## What is needed
Transcribe the stretch of entries below from the line with "the JS handle" through the line with "Get engine version", exactly and with both ends included; leave out all other lines.

** Opening Information provided block **

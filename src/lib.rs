//! Disturbance Engine - image sprites as interactive particle fields, in WASM
//!
//! An image is sampled into a grid of particles. A pointer near the grid
//! kicks particles away, and they spring back to where they were sampled.
//!
//! Architecture:
//! - core/        - Hot-path indexing and console logging macros
//! - domain/      - Particle physics and field configuration
//! - spatial/     - Particle grid and active-set buffers
//! - simulation/  - Tick orchestration, lifecycle, perf, render extract
//! - api/         - Raster/renderer boundaries and the JS handle

// Macros first so every later module sees them
#[macro_use]
pub mod core;
pub mod domain;
pub mod spatial;
pub mod simulation;
pub mod api;

use wasm_bindgen::prelude::*;

// Thread pool for the parallel render extract (JS calls this once before use)
#[cfg(all(feature = "parallel", target_arch = "wasm32"))]
pub use wasm_bindgen_rayon::init_thread_pool;

// Better error messages in debug mode
#[cfg(feature = "console_error_panic_hook")]
pub fn set_panic_hook() {
    console_error_panic_hook::set_once();
}

/// Initialize the engine
#[wasm_bindgen]
pub fn init() {
    #[cfg(feature = "console_error_panic_hook")]
    set_panic_hook();

    console_log!("Disturbance engine {} initialized", env!("CARGO_PKG_VERSION"));
}

/// Get engine version
#[wasm_bindgen]
pub fn version() -> String {
    env!("CARGO_PKG_VERSION").to_string()
}

// Re-export main types
pub use api::raster::{RasterSampler, RgbaImage};
pub use api::render::Renderer;
pub use api::wasm::FieldHandle;
pub use domain::config::FieldConfig;
pub use domain::particle::{Particle, SettlePolicy};
pub use simulation::{EngineState, FieldCore, PerfStats};
pub use spatial::active_buffer::{ActiveBuffer, ParticleIndex};
pub use spatial::grid::{CellWindow, Grid};
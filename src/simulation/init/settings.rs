use super::perf_stats::PerfStats;
use super::FieldCore;

pub(super) fn enable_perf_metrics(field: &mut FieldCore, enabled: bool) {
    field.perf_enabled = enabled;
    if !enabled {
        field.perf_stats.reset();
    }
}

pub(super) fn get_perf_stats(field: &FieldCore) -> PerfStats {
    field.perf_stats.clone()
}
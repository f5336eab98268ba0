//! Hot-path indexing
//!
//! Debug builds keep normal bounds-checked indexing so contract violations
//! panic with a useful message. Release builds drop the check.
//!
//! Usage:
//! ```rust
//! use disturbance_engine::fast;
//!
//! let cells = vec![10u32, 20, 30];
//! let second = *fast!(cells, [1]);
//! assert_eq!(second, 20);
//!
//! let mut slots = vec![0u32; 3];
//! fast!(slots, [2] = 7);
//! *fast!(mut slots, [0]) += 1;
//! assert_eq!(slots, vec![1, 0, 7]);
//! ```

/// Indexing that is only bounds-checked under `debug_assertions`.
///
/// Callers own the bound: every use site must already guarantee the index
/// is inside the slice, the macro only decides whether that is re-checked.
#[macro_export]
macro_rules! fast {
    // Mutable access: fast!(mut slice, [index])
    (mut $slice:expr, [$index:expr]) => {{
        #[cfg(debug_assertions)]
        {
            &mut $slice[$index]
        }
        #[cfg(not(debug_assertions))]
        {
            unsafe { $slice.get_unchecked_mut($index) }
        }
    }};

    // Shared read: fast!(slice, [index])
    ($slice:expr, [$index:expr]) => {{
        #[cfg(debug_assertions)]
        {
            &$slice[$index]
        }
        #[cfg(not(debug_assertions))]
        {
            unsafe { $slice.get_unchecked($index) }
        }
    }};

    // Write: fast!(slice, [index] = value)
    ($slice:expr, [$index:expr] = $val:expr) => {{
        #[cfg(debug_assertions)]
        {
            $slice[$index] = $val;
        }
        #[cfg(not(debug_assertions))]
        {
            unsafe {
                *$slice.get_unchecked_mut($index) = $val;
            }
        }
    }};
}

#[cfg(test)]
mod tests {
    #[test]
    fn read_returns_element() {
        let indices = vec![4u32, 8, 15, 16];
        assert_eq!(*fast!(indices, [3]), 16);
    }

    #[test]
    fn write_and_mut_access_update_in_place() {
        let mut indices = vec![0u32; 4];
        fast!(indices, [1] = 42);
        *fast!(mut indices, [2]) += 5;
        assert_eq!(indices, vec![0, 42, 5, 0]);
    }

    #[test]
    #[should_panic]
    #[cfg(debug_assertions)]
    fn debug_build_still_checks_bounds() {
        let indices = vec![1u32, 2, 3];
        let _ = *fast!(indices, [3]);
    }
}
//! Shared low-level helpers

#[macro_use]
pub mod utils;
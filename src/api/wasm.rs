//! JS-facing surface

pub use crate::simulation::{FieldHandle, PerfStats};
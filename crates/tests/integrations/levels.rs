use level::{Level, LogLevels, MAX_SAFE_INTEGER};

#[test]
fn set_succeeds_only_for_safe_non_negative_integers() {
    let candidates: [(f64, bool); 8] = [
        (0.0, true),
        (31.0, true),
        (MAX_SAFE_INTEGER as f64, true),
        (-1.0, false),
        (0.25, false),
        (f64::NAN, false),
        (f64::INFINITY, false),
        (MAX_SAFE_INTEGER as f64 * 4.0, false),
    ];

    for (candidate, valid) in candidates {
        let mut level = Level::new(LogLevels::WARN);
        let before = level.get();
        assert_eq!(level.set(candidate), valid, "candidate {candidate}");
        if !valid {
            assert_eq!(level.get(), before, "candidate {candidate}");
        }
    }
}

#[test]
fn enable_then_disable_restores_empty_mask() {
    for shift in 0..53 {
        let bit = 1u64 << shift;
        let mut level = Level::new(LogLevels::NONE);
        assert!(level.enable(bit));
        assert!(level.disable(bit));
        assert_eq!(level.get(), LogLevels::NONE);
    }
}

#[test]
fn bits_beyond_safe_range_are_rejected() {
    let mut level = Level::new(LogLevels::NONE);
    assert!(!level.enable(1u64 << 53));
    assert_eq!(level.get(), LogLevels::NONE);
}
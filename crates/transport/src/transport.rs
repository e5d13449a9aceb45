use std::{
    any::Any,
    fmt,
    panic::{self, AssertUnwindSafe},
    sync::Arc,
};

use futures_util::FutureExt;
use level::{Level, LevelValue};
use tracing::trace;

use crate::{
    ActionError, Message, TransportError,
    action::{Action, ActionResult, AsyncFn, SyncFn},
};

/// A named, leveled sink.
///
/// A transport only knows how to run its action. Whether it should run for a
/// given message is decided by the group it belongs to. Transports are shared
/// as `Arc<Transport>`; groups track membership by pointer identity.
pub struct Transport {
    id: String,
    levels: Level,
    action: Arc<dyn Action>,
}

impl Transport {
    /// Builds a transport in one call.
    ///
    /// An invalid `levels` value is coerced to [`level::LogLevels::DEFAULT`]
    /// rather than rejected.
    pub fn new(
        id: impl Into<String>,
        levels: impl LevelValue,
        action: impl Action,
    ) -> Result<Self, TransportError> {
        Self::builder().id(id).levels(levels).action(action).build()
    }

    pub fn builder() -> TransportBuilder {
        TransportBuilder::default()
    }

    pub(crate) fn from_parts(id: &str, levels: Level, action: impl Action) -> Self {
        Self { id: id.to_owned(), levels, action: Arc::new(action) }
    }

    pub fn id(&self) -> &str {
        &self.id
    }

    pub fn levels(&self) -> &Level {
        &self.levels
    }

    /// Returns the transport's own mask.
    pub fn level(&self) -> u64 {
        self.levels.get()
    }

    /// Runs the action for `message` and settles it into a single outcome.
    ///
    /// An `Err` from the action, and a panic raised either while calling it or
    /// while polling its future, both surface as [`ActionError`].
    pub async fn execute(&self, message: Arc<Message>) -> Result<bool, ActionError> {
        trace!(transport = %self.id, level = message.level(), "executing transport");
        let action = Arc::clone(&self.action);
        let pending = match panic::catch_unwind(AssertUnwindSafe(move || action.call(message))) {
            Ok(pending) => pending,
            Err(payload) => return Err(ActionError::Panicked(panic_message(payload.as_ref()))),
        };

        match AssertUnwindSafe(pending).catch_unwind().await {
            Ok(Ok(delivered)) => Ok(delivered),
            Ok(Err(error)) => Err(ActionError::Failed(error)),
            Err(payload) => Err(ActionError::Panicked(panic_message(payload.as_ref()))),
        }
    }
}

impl fmt::Debug for Transport {
    fn fmt(&self, f: &mut fmt::Formatter<'_>) -> fmt::Result {
        f.debug_struct("Transport").field("id", &self.id).field("levels", &self.levels).finish()
    }
}

fn panic_message(payload: &(dyn Any + Send)) -> String {
    if let Some(message) = payload.downcast_ref::<&str>() {
        (*message).to_owned()
    } else if let Some(message) = payload.downcast_ref::<String>() {
        message.clone()
    } else {
        "non-string panic payload".to_owned()
    }
}

/// Step-by-step construction of a [`Transport`].
#[derive(Default)]
pub struct TransportBuilder {
    id: Option<String>,
    levels: Level,
    action: Option<Arc<dyn Action>>,
}

impl TransportBuilder {
    pub fn id(mut self, id: impl Into<String>) -> Self {
        self.id = Some(id.into());
        self
    }

    pub fn levels(mut self, levels: impl LevelValue) -> Self {
        self.levels = Level::new(levels);
        self
    }

    pub fn action(mut self, action: impl Action) -> Self {
        self.action = Some(Arc::new(action));
        self
    }

    /// Uses a synchronous closure as the action.
    pub fn sync_action<F>(self, action: F) -> Self
    where
        F: Fn(&Message) -> ActionResult + Send + Sync + 'static,
    {
        self.action(SyncFn(action))
    }

    /// Uses a closure returning a future as the action.
    pub fn async_action<F, Fut>(self, action: F) -> Self
    where
        F: Fn(Arc<Message>) -> Fut + Send + Sync + 'static,
        Fut: Future<Output = ActionResult> + Send + 'static,
    {
        self.action(AsyncFn(action))
    }

    pub fn build(self) -> Result<Transport, TransportError> {
        let id = self.id.ok_or(TransportError::MissingId)?;
        if id.trim().is_empty() {
            return Err(TransportError::EmptyId);
        }
        let action = self.action.ok_or(TransportError::MissingAction)?;
        Ok(Transport { id, levels: self.levels, action })
    }
}
use crate::{LevelParseError, LevelValue};

/// Fixed bit assignment for each severity.
///
/// Bits are independent flags and combine with `|`.
#[derive(Debug, Clone, Copy, PartialEq, Eq)]
pub struct LogLevels;

impl LogLevels {
    pub const NONE: u64 = 0x0;
    pub const ERROR: u64 = 0x1;
    pub const WARN: u64 = 0x2;
    pub const INFO: u64 = 0x4;
    pub const DEBUG: u64 = 0x8;
    pub const TRACE: u64 = 0x10;
    pub const ALL: u64 = 0x1F;

    /// `ALL` without `DEBUG` and `TRACE`.
    pub const DEFAULT: u64 = Self::ALL & !Self::DEBUG & !Self::TRACE;

    /// Severity bits ordered from most to least severe.
    const NAMED: [(u64, &'static str); 5] = [
        (Self::ERROR, "ERROR"),
        (Self::WARN, "WARN"),
        (Self::INFO, "INFO"),
        (Self::DEBUG, "DEBUG"),
        (Self::TRACE, "TRACE"),
    ];

    /// Returns the name of the most severe bit set in `mask`, or `"NONE"`
    /// when no severity bit is set.
    pub fn label(mask: u64) -> &'static str {
        Self::NAMED
            .iter()
            .find(|(bit, _)| mask & bit != 0)
            .map(|(_, name)| *name)
            .unwrap_or("NONE")
    }

    /// Parses a level specification.
    ///
    /// Accepts a numeric mask (`"5"`) or level names separated by `|` or `,`
    /// (`"error|warn"`), case-insensitively. `none` and `all` are recognised.
    pub fn parse(spec: &str) -> Result<u64, LevelParseError> {
        let spec = spec.trim();
        if spec.is_empty() {
            return Err(LevelParseError::Empty);
        }

        if spec.bytes().all(|byte| byte.is_ascii_digit()) {
            return spec
                .parse::<u64>()
                .ok()
                .and_then(LevelValue::to_mask)
                .ok_or_else(|| LevelParseError::InvalidNumber(spec.to_owned()));
        }

        let mut mask = Self::NONE;
        for name in spec.split(['|', ',']).map(str::trim).filter(|name| !name.is_empty()) {
            mask |= Self::bit_for_name(name)
                .ok_or_else(|| LevelParseError::UnknownName(name.to_owned()))?;
        }
        Ok(mask)
    }

    fn bit_for_name(name: &str) -> Option<u64> {
        if name.eq_ignore_ascii_case("none") {
            return Some(Self::NONE);
        }
        if name.eq_ignore_ascii_case("all") {
            return Some(Self::ALL);
        }
        Self::NAMED
            .iter()
            .find(|(_, label)| label.eq_ignore_ascii_case(name))
            .map(|(bit, _)| *bit)
    }
}
use tracing_subscriber::{EnvFilter, fmt, prelude::*};

const DEFAULT_FILTER: &str = "info";

/// Initialisation of the `tracing` subscriber that receives the engine's own
/// diagnostics, including reports of failing transports.
pub struct Logging {
    default_filter: String,
}

impl Default for Logging {
    fn default() -> Self {
        Self::new()
    }
}

impl Logging {
    pub fn new() -> Self {
        Self { default_filter: DEFAULT_FILTER.to_owned() }
    }

    /// Filter directive used when `RUST_LOG` is unset or invalid.
    pub fn with_default_filter(mut self, directive: impl Into<String>) -> Self {
        self.default_filter = directive.into();
        self
    }

    /// Installs the fmt subscriber filtered by `RUST_LOG`.
    ///
    /// Returns `false` if a global subscriber was already installed.
    pub fn early_init(self) -> bool {
        let filter = EnvFilter::try_from_default_env()
            .unwrap_or_else(|_| EnvFilter::new(&self.default_filter));
        tracing_subscriber::registry().with(fmt::layer()).with(filter).try_init().is_ok()
    }
}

** Closing Information provided block **

## Response to this exercise
//! - api/         - Raster/renderer boundaries and the JS handle

// Macros first so every later module sees them
#[macro_use]
pub mod core;
pub mod domain;
pub mod spatial;
pub mod simulation;
pub mod api;

use wasm_bindgen::prelude::*;

// Thread pool for the parallel render extract (JS calls this once before use)
#[cfg(all(feature = "parallel", target_arch = "wasm32"))]
pub use wasm_bindgen_rayon::init_thread_pool;

// Better error messages in debug mode
#[cfg(feature = "console_error_panic_hook")]
pub fn set_panic_hook() {
    console_error_panic_hook::set_once();
}

/// Initialize the engine
#[wasm_bindgen]
pub fn init() {
    #[cfg(feature = "console_error_panic_hook")]
    set_panic_hook();

    console_log!("Disturbance engine {} initialized", env!("CARGO_PKG_VERSION"));
}

/// Get engine version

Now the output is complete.